• _About this task_: For the material below, return exactly the lines starting at the one holding "assert!(engine.sync_any(&servers).is_ok());" and ending at the one holding "use crate::ContractError;", counting both as part of the range.

#####

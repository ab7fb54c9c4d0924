//! Committed offset register.
//!
//! A single `AtomicI64`, so readers never observe a partially written offset.

use std::sync::atomic::{AtomicI64, Ordering};

/// Sentinel meaning "no offset committed yet"
const UNSYNCED: i64 = i64::MIN;

/// Lock-free single-writer / many-reader offset cell
#[derive(Debug)]
pub struct OffsetRegister {
    offset_nanos: AtomicI64,
}

impl OffsetRegister {
    /// Create an unsynced register
    pub fn new() -> Self {
        Self {
            offset_nanos: AtomicI64::new(UNSYNCED),
        }
    }

    /// Current offset, `None` until the first commit
    #[inline]
    pub fn load(&self) -> Option<i64> {
        match self.offset_nanos.load(Ordering::Acquire) {
            UNSYNCED => None,
            offset => Some(offset),
        }
    }

    /// Publish a new offset
    #[inline]
    pub fn store(&self, offset_nanos: i64) {
        // i64::MIN is reserved; one nanosecond off is far below SNTP precision
        let value = offset_nanos.max(UNSYNCED + 1);
        self.offset_nanos.store(value, Ordering::Release);
    }

    /// Whether an offset was ever committed
    #[inline]
    pub fn is_synced(&self) -> bool {
        self.load().is_some()
    }
}

impl Default for OffsetRegister {
    fn default() -> Self {
        Self::new()
    }
}

#[cfg(test)]
mod tests {
    use super::*;

    #[test]
    fn test_register_starts_unsynced() {
        let register = OffsetRegister::new();
        assert_eq!(register.load(), None);
        assert!(!register.is_synced());
    }

    #[test]
    fn test_register_store_load() {
        let register = OffsetRegister::new();
        register.store(-42);
        assert_eq!(register.load(), Some(-42));
        register.store(i64::MIN);
        assert_eq!(register.load(), Some(i64::MIN + 1));
    }
}
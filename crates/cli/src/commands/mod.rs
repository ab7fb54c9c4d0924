//! Command implementations.

mod calibrate;
mod delay;
mod info;
mod now;
mod sync;
mod validate;
mod watch;

pub use calibrate::run_calibrate;
pub use delay::{run_reset, run_set_delay, run_status};
pub use info::run_info;
pub use now::run_now;
pub use sync::run_sync;
pub use validate::run_validate;
pub use watch::run_watch;

use std::sync::Arc;

use anyhow::{Context, Result};
use chrono::{DateTime, SecondsFormat, Utc};
use compensation::TimeService;
use contracts::{AppConfig, FixedDisplay, PreciseTime, SyncResult};
use tracing::{debug, info};

use crate::cli::ConfigArgs;
use crate::error::CliError;

/// Load the configuration and apply CLI overrides
pub(crate) fn load_config(args: &ConfigArgs) -> Result<AppConfig> {
    let mut config = config_loader::ConfigLoader::load_or_default(&args.config)
        .with_context(|| format!("Failed to load config from {}", args.config.display()))?;

    if !args.servers.is_empty() {
        info!(servers = ?args.servers, "Overriding servers from CLI");
        config.sync.servers = args.servers.clone();
    }
    if let Some(ref path) = args.state_path {
        info!(path = %path.display(), "Overriding state path from CLI");
        config.compensation.state_path = path.clone();
    }

    config_loader::ConfigLoader::validate(&config).context("Invalid configuration overrides")?;
    debug!(?config, "configuration loaded");
    Ok(config)
}

/// Build the time service for `config`
///
/// The host display is not queried from a terminal; the configured refresh
/// rate stands in for it.
pub(crate) fn build_service(config: &AppConfig) -> Arc<TimeService> {
    Arc::new(TimeService::from_config(
        config,
        Arc::new(FixedDisplay::new(config.compensation.fallback_refresh_hz)),
    ))
}

/// Run a blocking sync off the async runtime
pub(crate) async fn sync_blocking(service: &Arc<TimeService>) -> Result<SyncResult> {
    let worker = Arc::clone(service);
    tokio::task::spawn_blocking(move || worker.try_sync())
        .await
        .context("Sync worker panicked")?
        .map_err(|e| CliError::sync_failed(e.to_string()).into())
}

/// RFC 3339 rendering of a millisecond timestamp
pub(crate) fn format_epoch_millis(epoch_millis: i64) -> String {
    DateTime::<Utc>::from_timestamp_millis(epoch_millis)
        .map(|dt| dt.to_rfc3339_opts(SecondsFormat::Millis, true))
        .unwrap_or_else(|| format!("{epoch_millis} ms"))
}

/// Full-resolution rendering of a `PreciseTime`
pub(crate) fn format_precise(time: &PreciseTime) -> String {
    DateTime::<Utc>::from_timestamp_nanos(time.as_unix_nanos())
        .to_rfc3339_opts(SecondsFormat::Nanos, true)
}

/// Resolve on Ctrl+C or SIGTERM
pub(crate) async fn shutdown_signal() {
    let ctrl_c = async {
        if let Err(e) = tokio::signal::ctrl_c().await {
            tracing::warn!(error = %e, "Failed to listen for Ctrl+C");
            std::future::pending::<()>().await;
        }
    };

    #[cfg(unix)]
    let terminate = async {
        match tokio::signal::unix::signal(tokio::signal::unix::SignalKind::terminate()) {
            Ok(mut signal) => {
                signal.recv().await;
            }
            Err(e) => {
                tracing::warn!(error = %e, "Failed to install SIGTERM handler");
                std::future::pending::<()>().await;
            }
        }
    };

    #[cfg(not(unix))]
    let terminate = std::future::pending::<()>();

    tokio::select! {
        _ = ctrl_c => {},
        _ = terminate => {},
    }
}
//! TimeService - composition root for the collaborator-facing API
//!
//! Owns one `SyncEngine` and one `CompensationStore`. Several services can
//! coexist in a process; nothing here is global.

use std::sync::Arc;
use std::time::Duration;

use contracts::{
    AppConfig, CalibrationResult, CompensationState, DisplayInfo, PreciseTime, SyncResult,
};
use parking_lot::Mutex;
use sync_engine::{
    PeriodicSync, PreciseClock, SyncEngine, SyncEngineConfig, SyncError, SystemMonotonic,
    UdpTransportFactory,
};
use tracing::{info, warn};

use crate::error::Result;
use crate::persistence::JsonFilePersistence;
use crate::store::CompensationStore;

/// Time service
pub struct TimeService {
    servers: Vec<String>,
    engine: Arc<SyncEngine>,
    store: Arc<CompensationStore>,
    periodic: Mutex<Option<PeriodicSync>>,
}

impl std::fmt::Debug for TimeService {
    fn fmt(&self, f: &mut std::fmt::Formatter<'_>) -> std::fmt::Result {
        f.debug_struct("TimeService")
            .field("servers", &self.servers)
            .field("engine", &self.engine)
            .field("store", &self.store)
            .finish()
    }
}

impl TimeService {
    /// Assemble a service from its parts
    pub fn new(
        servers: Vec<String>,
        engine: Arc<SyncEngine>,
        store: Arc<CompensationStore>,
    ) -> Self {
        Self {
            servers,
            engine,
            store,
            periodic: Mutex::new(None),
        }
    }

    /// Production wiring: UDP transport, OS monotonic clock, JSON state file
    pub fn from_config(config: &AppConfig, display: Arc<dyn DisplayInfo>) -> Self {
        let engine = Arc::new(SyncEngine::new(
            SyncEngineConfig::from(&config.sync),
            Arc::new(UdpTransportFactory::new(config.sync.port)),
            Arc::new(SystemMonotonic::new()),
        ));
        let store = Arc::new(CompensationStore::new(
            engine.clock(),
            Arc::new(JsonFilePersistence::new(
                config.compensation.state_path.clone(),
            )),
            display,
            &config.compensation,
        ));
        Self::new(config.sync.servers.clone(), engine, store)
    }

    /// Display-compensated true time, `None` until synced
    #[inline]
    pub fn compensated_now(&self) -> Option<PreciseTime> {
        self.store.compensated_now().ok()
    }

    /// Uncompensated true time, `None` until synced
    #[inline]
    pub fn now(&self) -> Option<PreciseTime> {
        self.engine.clock().now_or_none()
    }

    /// Run one blocking sync against the configured servers
    ///
    /// Must not be called from the render thread. If a background resync is
    /// running, waits for it to finish and then syncs again.
    pub fn trigger_sync(&self) -> Option<SyncResult> {
        match self.try_sync() {
            Ok(result) => Some(result),
            Err(e) => {
                warn!(error = %e, "sync failed");
                None
            }
        }
    }

    /// Like [`trigger_sync`](Self::trigger_sync) but keeps the failure reason
    pub fn try_sync(&self) -> std::result::Result<SyncResult, SyncError> {
        self.engine.sync_any(&self.servers)
    }

    /// Current display delay in milliseconds
    pub fn current_delay_ms(&self) -> f64 {
        self.store.current_delay_ms()
    }

    /// Whether the delay was calibrated or set manually
    pub fn is_calibrated(&self) -> bool {
        self.store.is_calibrated()
    }

    /// Store a calibration result
    pub fn submit_calibration_result(&self, result: &CalibrationResult) -> Result<CompensationState> {
        self.store.accept(result)
    }

    /// Override the delay by hand
    pub fn submit_manual_delay(&self, delay_ms: f64) -> Result<CompensationState> {
        self.store.set_manual(delay_ms)
    }

    /// Drop back to the heuristic delay
    pub fn reset_compensation(&self) -> Result<CompensationState> {
        self.store.reset()
    }

    /// Start background resync on the current tokio runtime
    ///
    /// Returns `false` if already running, `interval` is zero or no runtime
    /// is available.
    pub fn start_periodic_sync(&self, interval: Duration) -> bool {
        if interval.is_zero() {
            warn!("periodic sync interval must be non-zero");
            return false;
        }
        let mut periodic = self.periodic.lock();
        if periodic.as_ref().is_some_and(|p| !p.is_finished()) {
            return false;
        }
        if tokio::runtime::Handle::try_current().is_err() {
            warn!("periodic sync needs a tokio runtime");
            return false;
        }
        *periodic = Some(PeriodicSync::spawn(
            Arc::clone(&self.engine),
            self.servers.clone(),
            interval,
        ));
        true
    }

    /// Stop background resync, if running
    pub async fn stop_periodic_sync(&self) {
        let periodic = self.periodic.lock().take();
        if let Some(periodic) = periodic {
            periodic.shutdown().await;
            info!("periodic sync stopped");
        }
    }

    /// Fast true-time clock
    pub fn clock(&self) -> PreciseClock {
        self.engine.clock()
    }

    /// Underlying sync engine
    pub fn engine(&self) -> &Arc<SyncEngine> {
        &self.engine
    }

    /// Underlying compensation store
    pub fn store(&self) -> &Arc<CompensationStore> {
        &self.store
    }

    /// Configured servers, in try order
    pub fn servers(&self) -> &[String] {
        &self.servers
    }
}
#[cfg(test)]
mod tests {
    use super::test_support::{ScriptedFactory, Step};
    use super::*;
    use crate::monotonic::ManualClock;

    const SECOND: i64 = 1_000_000_000;

    fn engine_with(steps: Vec<Step>) -> (SyncEngine, Arc<ManualClock>) {
        let clock = Arc::new(ManualClock::new(5 * SECOND));
        let factory = ScriptedFactory::new(Arc::clone(&clock), steps);
        let config = SyncEngineConfig {
            sample_pause: Duration::ZERO,
            ..Default::default()
        };
        let engine = SyncEngine::new(config, Arc::new(factory), clock.clone());
        (engine, clock)
    }

    fn reply(rtt_ms: i64, offset_nanos: i64) -> Step {
        Step::Reply {
            rtt_ms,
            offset_nanos,
        }
    }

    #[test]
    fn test_burst_keeps_first_minimum_rtt() {
        let base = 1_700_000_000 * SECOND;
        let (engine, _) = engine_with(vec![
            reply(12, base + 1),
            reply(3, base + 2_000),
            reply(30, base + 3_000),
            reply(3, base + 4_000),
            reply(9, base + 5_000),
        ]);

        let result = engine.sync("scripted").unwrap();
        assert_eq!(result.rtt_nanos, 3 * NANOS_PER_MILLI);
        assert!((result.offset_nanos - (base + 2_000)).abs() <= 1);
        assert_eq!(result.samples_used, 5);
        assert_eq!(result.server, "scripted");
        assert_eq!(engine.register().load(), Some(result.offset_nanos));
    }

    #[test]
    fn test_all_attempts_failed_keeps_previous_offset() {
        let (engine, _) = engine_with(vec![reply(5, 42 * SECOND)]);
        let first = engine.sync("scripted").unwrap();
        // Remaining attempts of the first burst timed out; script is now empty
        assert_eq!(first.samples_used, 1);

        let err = engine.sync("scripted").unwrap_err();
        assert!(matches!(
            err,
            SyncError::AllAttemptsFailed { attempts: 5, .. }
        ));
        assert_eq!(engine.register().load(), Some(first.offset_nanos));
        assert_eq!(engine.last_result(), Some(first));
    }

    #[test]
    fn test_failures_are_skipped() {
        let (engine, _) = engine_with(vec![
            Step::Timeout,
            Step::Truncated,
            reply(8, 7 * SECOND),
            Step::Timeout,
            reply(20, 9 * SECOND),
        ]);
        let result = engine.sync("scripted").unwrap();
        assert_eq!(result.samples_used, 2);
        assert!((result.offset_nanos - 7 * SECOND).abs() <= 1);
    }

    #[test]
    fn test_transport_open_failure() {
        let clock = Arc::new(ManualClock::new(0));
        let mut factory = ScriptedFactory::new(Arc::clone(&clock), vec![]);
        factory.fail_open = true;
        let engine = SyncEngine::new(SyncEngineConfig::default(), Arc::new(factory), clock);

        let err = engine.sync("nowhere.invalid").unwrap_err();
        assert!(matches!(err, SyncError::Transport { .. }));
        assert!(!engine.register().is_synced());
        assert!(!engine.is_in_flight());
    }

    #[test]
    fn test_unsynced_before_first_burst() {
        let (engine, _) = engine_with(vec![]);
        assert!(engine.last_result().is_none());
        assert!(engine.clock().now().is_err());
    }

    #[test]
    fn test_wall_clock_timestamp_matches_true_time() {
        let base = 1_700_000_000 * SECOND;
        let (engine, _) = engine_with(vec![reply(10, base)]);
        let result = engine.sync("scripted").unwrap();
        // t4 = 5s + 10ms on the local clock, true time = t4 + base
        let expected_ms = (base + 5 * SECOND + 10 * NANOS_PER_MILLI) / NANOS_PER_MILLI;
        assert!((result.wall_clock_epoch_millis - expected_ms).abs() <= 1);
    }

    #[test]
    fn test_sync_any_falls_through_servers() {
        let clock = Arc::new(ManualClock::new(SECOND));
        let factory = ScriptedFactory::new(Arc::clone(&clock), vec![]);
        // First server: five timeouts; second server answers
        factory.push([Step::Timeout; 5]);
        factory.push([reply(4, 3 * SECOND)]);
        let opens = Arc::clone(&factory.opens);
        let config = SyncEngineConfig {
            sample_pause: Duration::ZERO,
            ..Default::default()
        };
        let engine = SyncEngine::new(config, Arc::new(factory), clock);

        let servers = vec!["a.example".to_string(), "b.example".to_string()];
        let result = engine.sync_any(&servers).unwrap();
        assert_eq!(result.server, "b.example");
        assert_eq!(*opens.lock(), 2);
    }

    #[test]
    fn test_sync_any_without_servers() {
        let (engine, _) = engine_with(vec![]);
        assert!(matches!(engine.sync_any(&[]), Err(SyncError::NoServers)));
    }

    /// Answers after a real wall-clock delay so bursts overlap in time
    struct SlowFactory {
        clock: Arc<ManualClock>,
        delay: Duration,
    }

    struct SlowTransport {
        clock: Arc<ManualClock>,
        delay: Duration,
    }

    impl TransportFactory for SlowFactory {
        fn open(
            &self,
            _server: &str,
            _timeout: Duration,
        ) -> std::io::Result<Box<dyn SntpTransport>> {
            Ok(Box::new(SlowTransport {
                clock: Arc::clone(&self.clock),
                delay: self.delay,
            }))
        }
    }

    impl SntpTransport for SlowTransport {
        fn send(&mut self, _request: &[u8]) -> std::io::Result<()> {
            Ok(())
        }

        fn recv(&mut self, buf: &mut [u8]) -> std::io::Result<usize> {
            thread::sleep(self.delay);
            let response = crate::packet::build_response(self.clock.now_nanos() + SECOND);
            buf[..response.len()].copy_from_slice(&response);
            Ok(response.len())
        }
    }

    #[test]
    fn test_sync_any_waits_for_running_sync() {
        let clock = Arc::new(ManualClock::new(SECOND));
        let config = SyncEngineConfig {
            burst_size: 2,
            sample_pause: Duration::ZERO,
            ..Default::default()
        };
        let factory = SlowFactory {
            clock: Arc::clone(&clock),
            delay: Duration::from_millis(40),
        };
        let engine = Arc::new(SyncEngine::new(config, Arc::new(factory), clock));
        let servers = vec!["slow".to_string()];

        let background = {
            let engine = Arc::clone(&engine);
            let servers = servers.clone();
            thread::spawn(move || engine.sync_any(&servers))
        };
        while !engine.is_in_flight() {
            thread::yield_now();
        }

        assert!(matches!(
            engine.try_sync_any(&servers),
            Err(SyncError::InFlight)
        ));
        // Waits for the background burst instead of failing
        assert!(engine.sync_any(&servers).is_ok());
        assert!(background.join().unwrap().is_ok());
        assert_eq!(engine.history().len(), 2);
    }

    #[test]
    fn test_history_is_bounded() {
        let steps = (0..(HISTORY_CAPACITY as i64 + 3))
            .flat_map(|i| {
                let mut burst = vec![reply(2, i * SECOND)];
                burst.extend([Step::Timeout; 4]);
                burst
            })
            .collect();
        let (engine, _) = engine_with(steps);
        for _ in 0..HISTORY_CAPACITY + 3 {
            engine.sync("scripted").unwrap();
        }
        let history = engine.history();
        assert_eq!(history.len(), HISTORY_CAPACITY);
        assert!((history[0].offset_nanos - 3 * SECOND).abs() <= 1);
    }
}
//! FrameSource trait - camera capture abstraction
//!
//! Hides the platform camera session behind `start_capture` / `stop`, so the
//! calibration algorithm can be driven by real cameras or synthetic frames.

use std::sync::Arc;

use bytes::Bytes;

use crate::ContractError;

/// A captured camera frame, reduced to its luma plane
#[derive(Debug, Clone)]
pub struct CameraFrame {
    /// Monotonic capture timestamp, same clock domain as flash timestamps
    pub timestamp_nanos: i64,

    /// Frame width in pixels
    pub width: u32,

    /// Frame height in pixels
    pub height: u32,

    /// Bytes per luma row (may exceed `width` because of padding)
    pub row_stride: usize,

    /// Luma (Y) plane, zero-copy
    pub luma: Bytes,
}

/// Frame callback type
///
/// Invoked on the capture thread for every delivered frame.
pub type FrameCallback = Arc<dyn Fn(CameraFrame) + Send + Sync>;

/// Camera capture capability
///
/// # Example
///
/// ```ignore
/// let source: Arc<dyn FrameSource> = platform_camera();
/// source.start_capture(Arc::new(|frame| {
///     println!("frame at {}", frame.timestamp_nanos);
/// }))?;
/// // ... calibrate ...
/// source.stop();
/// ```
pub trait FrameSource: Send + Sync {
    /// Measured frame rate of the capture pipeline
    fn frame_rate_hz(&self) -> f64;

    /// Start delivering frames to `on_frame`
    ///
    /// Fails with `ContractError::Capture` when the camera cannot be opened.
    /// Calling it while already capturing is a no-op.
    fn start_capture(&self, on_frame: FrameCallback) -> Result<(), ContractError>;

    /// Stop delivering frames; idempotent
    fn stop(&self);

    /// Check if currently capturing
    fn is_capturing(&self) -> bool;
}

#####

• _Expected answer_:
        assert!(engine.sync_any(&servers).is_ok());
        assert!(background.join().unwrap().is_ok());
        assert_eq!(engine.history().len(), 2);
    }

    #[test]
    fn test_history_is_bounded() {
        let steps = (0..(HISTORY_CAPACITY as i64 + 3))
            .flat_map(|i| {
                let mut burst = vec![reply(2, i * SECOND)];
                burst.extend([Step::Timeout; 4]);
                burst
            })
            .collect();
        let (engine, _) = engine_with(steps);
        for _ in 0..HISTORY_CAPACITY + 3 {
            engine.sync("scripted").unwrap();
        }
        let history = engine.history();
        assert_eq!(history.len(), HISTORY_CAPACITY);
        assert!((history[0].offset_nanos - 3 * SECOND).abs() <= 1);
    }
}
//! FrameSource trait - camera capture abstraction
//!
//! Hides the platform camera session behind `start_capture` / `stop`, so the
//! calibration algorithm can be driven by real cameras or synthetic frames.

use std::sync::Arc;

use bytes::Bytes;

use crate::ContractError;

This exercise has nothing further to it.